Le précédent russe hante désormais certains décideurs européens : pendant des années, l’Europe avait considéré sa dépendance énergétique à Moscou comme un simple sujet économique. Avant de découvrir brutalement qu’elle avait créé une vulnérabilité géopolitique majeure. De plus en plus d’élus européens commencent à faire le parallèle avec le Mercosur.
Le spectre d’un « cartel alimentaire »
L’autre sujet devenu explosif concerne la concentration du marché. Plusieurs analyses relayées ces dernières semaines alertent sur le fait qu’une part significative des futurs flux de viande vers l’Europe pourrait être captée par quelques géants brésiliens comme JBS.
Autrement dit : l’Europe pourrait devenir dépendante non pas d’un marché concurrentiel, mais d’acteurs extrêmement concentrés disposant d’une puissance financière et logistique gigantesque.
C’est précisément cette idée qui commence à provoquer un basculement à Bruxelles. Car derrière les questions sanitaires officiellement mises en avant se cache une inquiétude beaucoup plus profonde : celle de voir émerger une forme de dépendance alimentaire stratégique vis-à-vis d’empires industriels étrangers capables d’influencer les prix, les volumes et potentiellement une partie du marché européen lui-même.
Le sujet devient d’autant plus inflammable que les éleveurs et agriculteurs européens subissent déjà des contraintes environnementales, sanitaires et sociales parmi les plus strictes au monde.
Plus de 150 millions de pots-de-vin, entre Lula et Dilma Rousseff ?
Ce qui était encore présenté il y a quelques mois comme un débat technique sur le commerce international devient progressivement une crise politique européenne majeure. La vidéo des frères Batista, qui montre les aveux de l’un des frères affirmant avoir versé près de 100 millions de dollars à Lula et à l’ex-présidente de gauche Dilma Rousseff, agit comme un révélateur brutal.
Elle remet des visages, des réseaux et des soupçons derrière un système que beaucoup à Bruxelles préféraient considérer comme purement économique. Et surtout, elle arrive au pire moment possible.
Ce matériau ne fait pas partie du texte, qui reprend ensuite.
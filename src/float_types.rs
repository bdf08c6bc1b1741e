// Our Real scalar type:
#[cfg(feature = "f32")]
pub type Real = f32;
#[cfg(feature = "f64")]
pub type Real = f64;

use core::str::FromStr;
use std::sync::OnceLock;

/// A small epsilon for degenerate-geometry checks (zero-area triangles,
/// coincident points, zero-width bounds).
#[cfg(feature = "f32")]
pub const EPSILON: Real = 1e-5;
/// A small epsilon for degenerate-geometry checks (zero-area triangles,
/// coincident points, zero-width bounds).
#[cfg(feature = "f64")]
pub const EPSILON: Real = 1e-9;

/// Maximum number of interval halvings per adaptive flattening step.
pub const MAX_SUBDIVISIONS: u32 = 20;

/// Number of segments per quadratic curve in fixed subdivision mode.
pub const DEFAULT_QUAD_CURVE_SUBDIVISIONS: usize = 5;

/// Lazily-initialized default flatness used when flattening glyph outlines.
/// Defaults to `0.1` (in outline units), but can be overridden:
///  1) **Build-time**: set env var `TEXTRUDE_FLATNESS` (e.g. `TEXTRUDE_FLATNESS=0.05 cargo build`)
///  2) **Runtime**: call [`set_flatness`] once before using the library
static FLATNESS_CELL: OnceLock<Real> = OnceLock::new();

#[inline]
const fn default_flatness() -> Real {
    0.1
}

/// Returns the current default flatness.
/// If not set yet, it tries `TEXTRUDE_FLATNESS` (parsed as the active `Real`) and
/// falls back to `0.1`.
pub fn flatness() -> Real {
    *FLATNESS_CELL.get_or_init(|| {
        if let Some(environment_variable) = option_env!("TEXTRUDE_FLATNESS") {
            if let Ok(value) = Real::from_str(environment_variable) {
                return value.max(EPSILON);
            }
        }
        default_flatness()
    })
}

/// Set the default flatness programmatically once (subsequent calls are ignored).
/// Call near program start: `textrude::float_types::set_flatness(0.05);`
pub fn set_flatness(value: Real) {
    let _ = FLATNESS_CELL.set(value.max(EPSILON));
}

/// cos(45°), the crease angle used by the face-normal pass unless configured otherwise.
#[cfg(feature = "f32")]
pub const FRAC_1_SQRT_2: Real = core::f32::consts::FRAC_1_SQRT_2;
/// cos(45°), the crease angle used by the face-normal pass unless configured otherwise.
#[cfg(feature = "f64")]
pub const FRAC_1_SQRT_2: Real = core::f64::consts::FRAC_1_SQRT_2;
Car si de nouvelles révélations venaient à surgir au Brésil dans les prochains mois, l’Union européenne pourrait être accusée d’avoir non seulement ignoré les signaux d’alerte, mais d’avoir contribué à renforcer des groupes déjà soupçonnés d’avoir construit leur puissance grâce à des relations troubles avec le pouvoir politique.
C’est précisément ce risque réputationnel et politique qui semble désormais provoquer la panique au sein d’une partie des institutions européennes. Officiellement, Bruxelles parle de normes vétérinaires. En réalité, le sujet est devenu beaucoup plus vaste : personne, au cœur des institutions européennes, ne veut être associé demain à un éventuel « scandale Batista » continental.